**What needs to be done**
Go through the data below and copy each line where the word "async" occurs.

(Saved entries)
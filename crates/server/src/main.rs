//! Huddle Server Binary
//!
//! This is a thin wrapper around the server library that loads configuration,
//! sets up logging and runs the server until Ctrl-C.

use anyhow::Result;
use huddle_server::{Config, Server, ServerConfig};
use std::sync::Arc;
use tracing::info;
use tracing_subscriber::EnvFilter;

#[tokio::main]
async fn main() -> Result<()> {
    let server_config = ServerConfig::load()?;

    let filter = EnvFilter::try_from_default_env()
        .or_else(|_| EnvFilter::try_new(&server_config.log_level))?;
    tracing_subscriber::fmt().with_env_filter(filter).init();

    let (certs, key) = server_config.load_certificates()?;
    let config = Config {
        bind: server_config.bind,
        certs,
        key,
        data_dir: Some(server_config.data_dir()?),
        settings: server_config.settings(),
    };

    let server = Arc::new(Server::new(config)?);
    let shutdown = server.clone();
    tokio::spawn(async move {
        if tokio::signal::ctrl_c().await.is_ok() {
            info!("shutting down");
            shutdown.close();
        }
    });

    server.run().await
}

**Written response**
async fn main() -> Result<()> {
    tokio::spawn(async move {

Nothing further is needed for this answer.